Updates "Optimize AI usage" to include additional best practices (#61635)

am-stead · subatoi · web-flow · commit e81ebdd242d8 · 2026-06-11T10:43:12.000Z
Co-authored-by: Ben Ahmady &lt;32935794+subatoi@users.noreply.github.com&gt;
diff --git a/content/copilot/tutorials/optimize-ai-usage.md b/content/copilot/tutorials/optimize-ai-usage.md
@@ -13,19 +13,13 @@ category:
 
 When agents are well-scoped, well-instructed, and operating within clear guardrails, token efficiency improves as a natural outcome. High-quality agents complete tasks in fewer attempts, follow clearer workflows with less rework, and avoid expensive debugging and correction cycles.
 
-This article outlines five strategies for improving both agent quality and {% data variables.product.prodname_ai_credits_short %} efficiency:
-
-* [Choose the right model for the right task](#1-choose-the-right-model-for-the-right-task)
-* [Provide clear guidance in your prompts](#2-provide-clear-guidance-in-your-prompts)

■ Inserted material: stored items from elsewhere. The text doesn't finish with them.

//! TOML-based configuration for the service.
//!
//! Reads and writes [`AppConfig`] at the platform-appropriate location:
//! - Linux:    `$XDG_CONFIG_HOME/displayd/config.toml` (or `~/.config/...`)
//! - macOS:    `~/Library/Application Support/displayd/config.toml`
//! - Windows:  `%APPDATA%\displayd\config.toml`
//!
//! Every field carries a serde default so a missing file, an empty file,
//! and a file written by an older build all load cleanly; the service never
//! refuses to start over an absent key.

use std::path::PathBuf;

use serde::{Deserialize, Serialize};
use thiserror::Error;

/// Error type for configuration file operations.
#[derive(Debug, Error)]
pub enum ConfigError {
    /// The platform config directory could not be determined.
    #[error("could not determine platform config directory")]
    NoPlatformConfigDir,

    /// A file system I/O error occurred.
    #[error("I/O error accessing config at {path}: {source}")]
    Io {
        path: PathBuf,
        #[source]
        source: std::io::Error,
    },

    /// The TOML content could not be parsed.
    #[error("failed to parse config TOML: {0}")]
    Parse(#[from] toml::de::Error),

    /// The config could not be serialized to TOML.
    #[error("failed to serialize config: {0}")]
    Serialize(#[from] toml::ser::Error),
}

// ── Config schema types ───────────────────────────────────────────────────────

/// Top-level service configuration stored on disk.
#[derive(Debug, Clone, Default, Serialize, Deserialize, PartialEq)]
pub struct AppConfig {
    #[serde(default)]
    pub service: ServiceConfig,
    #[serde(default)]
    pub primary_display: PrimaryDisplayConfig,
}

/// Session engine limits and logging.
#[derive(Debug, Clone, Serialize, Deserialize, PartialEq)]
pub struct ServiceConfig {
    /// Hard ceiling on concurrent sessions.
    #[serde(default = "default_max_sessions")]
    pub max_sessions: usize,
    /// `tracing` log level: `"error"`, `"warn"`, `"info"`, `"debug"`, `"trace"`.
    #[serde(default = "default_log_level")]
    pub log_level: String,
    /// Per-command timeout for delegated shell operations, in seconds.
    #[serde(default = "default_shell_timeout_secs")]
    pub shell_timeout_secs: u64,
}

/// Geometry reported for the physical display when no platform backend
/// supplies it.
#[derive(Debug, Clone, Serialize, Deserialize, PartialEq)]
pub struct PrimaryDisplayConfig {
    #[serde(default = "default_primary_width")]
    pub width: u32,
    #[serde(default = "default_primary_height")]
    pub height: u32,
    #[serde(default = "default_primary_density")]
    pub density: u32,
}

// ── Default helpers ───────────────────────────────────────────────────────────

fn default_max_sessions() -> usize {
    10
}
fn default_log_level() -> String {
    "info".to_string()
}
fn default_shell_timeout_secs() -> u64 {
    30
}
fn default_primary_width() -> u32 {
    1080
}
fn default_primary_height() -> u32 {
    1920
}
fn default_primary_density() -> u32 {
    420
}

impl Default for ServiceConfig {
    fn default() -> Self {
        Self {
            max_sessions: default_max_sessions(),
            log_level: default_log_level(),
            shell_timeout_secs: default_shell_timeout_secs(),
        }
    }
}

impl Default for PrimaryDisplayConfig {
    fn default() -> Self {
        Self {
            width: default_primary_width(),
            height: default_primary_height(),
            density: default_primary_density(),
        }
    }
}

// ── Config repository ─────────────────────────────────────────────────────────

/// Determines the platform-appropriate directory for the config file.
///
/// # Errors
///
/// Returns [`ConfigError::NoPlatformConfigDir`] when the platform config
/// base directory cannot be determined from the environment.
pub fn config_dir() -> Result<PathBuf, ConfigError> {
    platform_config_dir().ok_or(ConfigError::NoPlatformConfigDir)
}

/// Resolves the full path to the config file.
///
/// # Errors
///
/// Returns [`ConfigError::NoPlatformConfigDir`] if the base directory cannot
/// be determined.
pub fn config_file_path() -> Result<PathBuf, ConfigError> {
    Ok(config_dir()?.join("config.toml"))
}

/// Loads [`AppConfig`] from disk, returning `AppConfig::default()` if the
/// file does not yet exist.
///
/// # Errors
///
/// Returns [`ConfigError::Io`] for file-system errors other than "not
/// found", and [`ConfigError::Parse`] if the TOML is malformed.
pub fn load_config() -> Result<AppConfig, ConfigError> {
    let path = config_file_path()?;

    match std::fs::read_to_string(&path) {
        Ok(content) => {
            let cfg: AppConfig = toml::from_str(&content)?;
            Ok(cfg)
        }
        Err(e) if e.kind() == std::io::ErrorKind::NotFound => Ok(AppConfig::default()),
        Err(e) => Err(ConfigError::Io { path, source: e }),
    }
}

/// Persists `config` to disk, creating the config directory if needed.
///
/// # Errors
///
/// Returns [`ConfigError::Io`] for file-system failures or
/// [`ConfigError::Serialize`] if serialization fails.
pub fn save_config(config: &AppConfig) -> Result<(), ConfigError> {
    let path = config_file_path()?;

    if let Some(dir) = path.parent() {
        std::fs::create_dir_all(dir).map_err(|source| ConfigError::Io {
            path: dir.to_path_buf(),
            source,
        })?;
    }

    let content = toml::to_string_pretty(config)?;
    std::fs::write(&path, content).map_err(|source| ConfigError::Io {
        path: path.clone(),
        source,
    })?;
    Ok(())
}

/// Resolves the platform config base directory including the `displayd`
/// subdirectory.
fn platform_config_dir() -> Option<PathBuf> {
    #[cfg(target_os = "windows")]
    {
        std::env::var_os("APPDATA").map(|p| PathBuf::from(p).join("displayd"))
    }

    #[cfg(target_os = "linux")]
    {
        let base = std::env::var_os("XDG_CONFIG_HOME")
            .map(PathBuf::from)
            .or_else(|| std::env::var_os("HOME").map(|h| PathBuf::from(h).join(".config")))?;
        Some(base.join("displayd"))
    }

    #[cfg(target_os = "macos")]
    {
        std::env::var_os("HOME").map(|h| {
            PathBuf::from(h)
                .join("Library")
                .join("Application Support")
                .join("displayd")
        })
    }

    #[cfg(not(any(target_os = "windows", target_os = "linux", target_os = "macos")))]
    {
        None
    }
}

// ── Tests ─────────────────────────────────────────────────────────────────────
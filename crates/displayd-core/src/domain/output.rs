//! Display output descriptors.
//!
//! Every session is bound to exactly one *output*: either the device's
//! physical display (output id 0) or a virtual off-screen surface created by
//! the surface backend. Output ids are what the input injection and
//! app-launch paths use to target a specific display.

use serde::{Deserialize, Serialize};

/// Identifies a display output on the device.
///
/// The physical display is always [`PRIMARY_OUTPUT_ID`]; virtual outputs get
/// positive ids assigned by the surface backend.
pub type OutputId = i32;

/// The output id of the physical (primary) display.
pub const PRIMARY_OUTPUT_ID: OutputId = 0;

/// Descriptor for one display output, physical or virtual.
#[derive(Debug, Clone, PartialEq, Eq, Serialize, Deserialize)]
pub struct OutputInfo {
    pub id: OutputId,
    /// Human-readable name, e.g. `"builtin"` or the session label.
    pub name: String,
    /// Width in pixels.
    pub width: u32,
    /// Height in pixels.
    pub height: u32,
    /// Density in dpi.
    pub density: u32,
    /// `true` for off-screen surfaces, `false` for the physical display.
    pub is_virtual: bool,
}

impl OutputInfo {
    /// Returns `true` if this descriptor names the physical display.
    pub fn is_primary(&self) -> bool {
        self.id == PRIMARY_OUTPUT_ID
    }
}

#[cfg(test)]
mod tests {
    use super::*;

    #[test]
    fn test_primary_output_is_not_virtual_by_convention() {
        let info = OutputInfo {
            id: PRIMARY_OUTPUT_ID,
            name: "builtin".to_string(),
            width: 1080,
            height: 1920,
            density: 420,
            is_virtual: false,
        };
        assert!(info.is_primary());
        assert!(!info.is_virtual);
    }

    #[test]
    fn test_virtual_output_is_not_primary() {
        let info = OutputInfo {
            id: 7,
            name: "session-abc".to_string(),
            width: 800,
            height: 600,
            density: 160,
            is_virtual: true,
        };
        assert!(!info.is_primary());
    }
}
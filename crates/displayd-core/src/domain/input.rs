//! Synthetic input event value types.
//!
//! These are the events the gesture synthesizer hands to an input sink.
//! Timestamps are milliseconds on the service's monotonic clock, stamped at
//! the moment each event is dispatched — downstream consumers use the
//! inter-event timing to classify gestures (tap vs. long-press vs. drag), so
//! precomputed timestamps would misclassify.

use serde::{Deserialize, Serialize};

use crate::keymap::KeyCode;

/// Pointer event phase.
#[derive(Debug, Clone, Copy, PartialEq, Eq, Serialize, Deserialize)]
pub enum PointerAction {
    Down,
    Move,
    Up,
}

/// A single synthetic pointer event.
#[derive(Debug, Clone, Copy, PartialEq, Serialize, Deserialize)]
pub struct PointerEvent {
    pub action: PointerAction,
    pub x: f32,
    pub y: f32,
    /// Monotonic time of the initiating down event, in ms.
    pub down_at_ms: u64,
    /// Monotonic time of this event, in ms.
    pub at_ms: u64,
}

/// Key event phase.
#[derive(Debug, Clone, Copy, PartialEq, Eq, Serialize, Deserialize)]
pub enum KeyAction {
    Down,
    Up,
}

/// A single synthetic key event.
#[derive(Debug, Clone, Copy, PartialEq, Eq, Serialize, Deserialize)]
pub struct KeyEvent {
    pub action: KeyAction,
    pub code: KeyCode,
    /// Monotonic time of the initiating down event, in ms.
    pub down_at_ms: u64,
    /// Monotonic time of this event, in ms.
    pub at_ms: u64,
}
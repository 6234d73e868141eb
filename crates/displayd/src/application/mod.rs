//! Application layer: the session engine.
//!
//! Everything here depends only on traits and domain types; the OS-facing
//! implementations live in the infrastructure layer and are injected at
//! construction time.

pub mod error;
pub mod gestures;
pub mod session;
pub mod session_manager;
//! Key code definitions and character translation for text synthesis.
//!
//! The canonical representation is the device key code space (the numeric
//! values injected events carry on the wire). Text input is decomposed into
//! per-character key strokes via [`char_to_keystroke`]; characters with no
//! entry in the table are skipped by the synthesizer — a documented
//! limitation of key-event-based typing, not an error.

mod chars;

pub use chars::char_to_keystroke;

use serde::{Deserialize, Serialize};

/// Device key codes used for synthetic key events.
///
/// The numeric value of each variant is the code carried by the injected
/// event. Only the keys the service actually synthesizes are listed; this is
/// not an exhaustive keyboard map.
#[derive(Debug, Clone, Copy, PartialEq, Eq, Hash, Serialize, Deserialize)]
#[repr(u16)]
pub enum KeyCode {
    // Navigation and hardware keys
    Home = 3,
    Back = 4,
    VolumeUp = 24,
    VolumeDown = 25,
    Power = 26,
    AppSwitch = 187,
    Escape = 111,

    // Digits (device codes 7–16, in 0..9 order)
    Digit0 = 7,
    Digit1 = 8,
    Digit2 = 9,
    Digit3 = 10,
    Digit4 = 11,
    Digit5 = 12,
    Digit6 = 13,
    Digit7 = 14,
    Digit8 = 15,
    Digit9 = 16,

    // Letters (device codes 29–54)
    KeyA = 29,
    KeyB = 30,
    KeyC = 31,
    KeyD = 32,
    KeyE = 33,
    KeyF = 34,
    KeyG = 35,
    KeyH = 36,
    KeyI = 37,
    KeyJ = 38,
    KeyK = 39,
    KeyL = 40,
    KeyM = 41,
    KeyN = 42,
    KeyO = 43,
    KeyP = 44,
    KeyQ = 45,
    KeyR = 46,
    KeyS = 47,
    KeyT = 48,
    KeyU = 49,
    KeyV = 50,
    KeyW = 51,
    KeyX = 52,
    KeyY = 53,
    KeyZ = 54,

    // Punctuation and whitespace
    Comma = 55,
    Period = 56,
    ShiftLeft = 59,
    Tab = 61,
    Space = 62,
    Enter = 66,
    Backspace = 67,
    Grave = 68,
    Minus = 69,
    Equals = 70,
    LeftBracket = 71,
    RightBracket = 72,
    Backslash = 73,
    Semicolon = 74,
    Apostrophe = 75,
    Slash = 76,
    Delete = 112,
}

impl KeyCode {
    /// The numeric device code carried by injected events.
    pub fn code(self) -> u16 {
        self as u16
    }
}

/// One key stroke produced by character translation: the key to press and
/// whether it must be wrapped in shift down/up.
#[derive(Debug, Clone, Copy, PartialEq, Eq)]
pub struct KeyStroke {
    pub code: KeyCode,
    pub shifted: bool,
}

impl KeyStroke {
    /// A stroke with no shift modifier.
    pub fn plain(code: KeyCode) -> Self {
        Self {
            code,
            shifted: false,
        }
    }

    /// A stroke wrapped in shift down/up.
    pub fn shifted(code: KeyCode) -> Self {
        Self {
            code,
            shifted: true,
        }
    }
}
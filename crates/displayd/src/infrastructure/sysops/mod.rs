//! System operations delegate: package, permission, settings, and process
//! primitives.
//!
//! The session engine treats these as an external collaborator behind the
//! [`SystemDelegate`] trait. [`shell::ShellDelegate`] implements it against
//! the device's command-line tooling (`pm`, `am`, `cmd package`, `dumpsys`,
//! `settings`); [`mock::MockSystemDelegate`] is the always-compiled
//! in-memory implementation used by tests and loopback deployments.

pub mod mock;
pub mod shell;

use displayd_core::{OutputId, SettingsNamespace};
use thiserror::Error;

/// Error type for delegated system operations.
#[derive(Debug, Error)]
pub enum DelegateError {
    /// The underlying command exceeded the configured timeout and was
    /// killed.
    #[error("command timed out after {timeout_secs}s: {command}")]
    Timeout { command: String, timeout_secs: u64 },

    /// The named package does not exist or has no launchable activity.
    #[error("package not found: {0}")]
    PackageNotFound(String),

    /// The underlying operation failed; carries the tool's own message.
    #[error("{0}")]
    Failed(String),

    /// The shell process could not be spawned or waited on.
    #[error("shell process error: {0}")]
    Io(#[from] std::io::Error),
}

/// Pass-through interface to OS-level package/permission/settings/process
/// primitives.
///
/// Every method is synchronous and bounded: implementations must not hang
/// indefinitely (the shell implementation kills its child on timeout).
pub trait SystemDelegate: Send + Sync {
    /// Launches the package's default activity on the given output.
    fn launch_app(&self, output: OutputId, package: &str) -> Result<(), DelegateError>;

    /// Launches a specific component on the given output, with string
    /// extras.
    fn launch_activity(
        &self,
        output: OutputId,
        package: &str,
        activity: &str,
        extras: &[(String, String)],
    ) -> Result<(), DelegateError>;

    /// Package name of the foreground app on the given output.
    fn foreground_app(&self, output: OutputId) -> Result<String, DelegateError>;

    /// Force-stops every process of the package.
    fn force_stop(&self, package: &str) -> Result<(), DelegateError>;

    /// Installs a package archive; `true` when the installer reported
    /// success.
    fn install_package(&self, path: &str) -> Result<bool, DelegateError>;

    /// Uninstalls a package; `true` when the installer reported success.
    fn uninstall_package(&self, package: &str) -> Result<bool, DelegateError>;

    /// Grants a runtime permission.
    fn grant_permission(&self, package: &str, permission: &str) -> Result<(), DelegateError>;

    /// Revokes a runtime permission.
    fn revoke_permission(&self, package: &str, permission: &str) -> Result<(), DelegateError>;

    /// Writes a settings value.
    fn put_setting(
        &self,
        namespace: SettingsNamespace,
        key: &str,
        value: &str,
    ) -> Result<(), DelegateError>;

    /// Reads a settings value; `None` when the key is unset.
    fn get_setting(
        &self,
        namespace: SettingsNamespace,
        key: &str,
    ) -> Result<Option<String>, DelegateError>;

    /// Names of all installed packages.
    fn installed_packages(&self) -> Result<Vec<String>, DelegateError>;

    /// Runs an arbitrary shell command, returning its combined output.
    fn execute_shell(&self, command: &str) -> Result<String, DelegateError>;
}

-* [Research, plan, then implement](#3-research-plan-then-implement)
-* [Add deterministic guardrails](#4-add-deterministic-guardrails)
-* [Maintain a concise `copilot-instructions.md`](#5-maintain-a-concise-copilot-instructionsmd)
+Follow the strategies outlined in this article to improve both agent quality and {% data variables.product.prodname_ai_credits_short %} efficiency.
 
 ## 1. Choose the right model for the right task
 
 Model choice is one of the fastest ways to improve both agent quality and cost efficiency, but it is often overlooked. A common pattern is to default to the most capable model for every task—but this often increases token usage without improving the outcome. In some execution-heavy scenarios, overusing reasoning models can reduce quality because the model may overthink the task or introduce unnecessary changes.
 
-Choose the model based on the work at hand. {% data variables.copilot.copilot_auto_model_selection %} can also handle this automatically based on real-time system health and model performance.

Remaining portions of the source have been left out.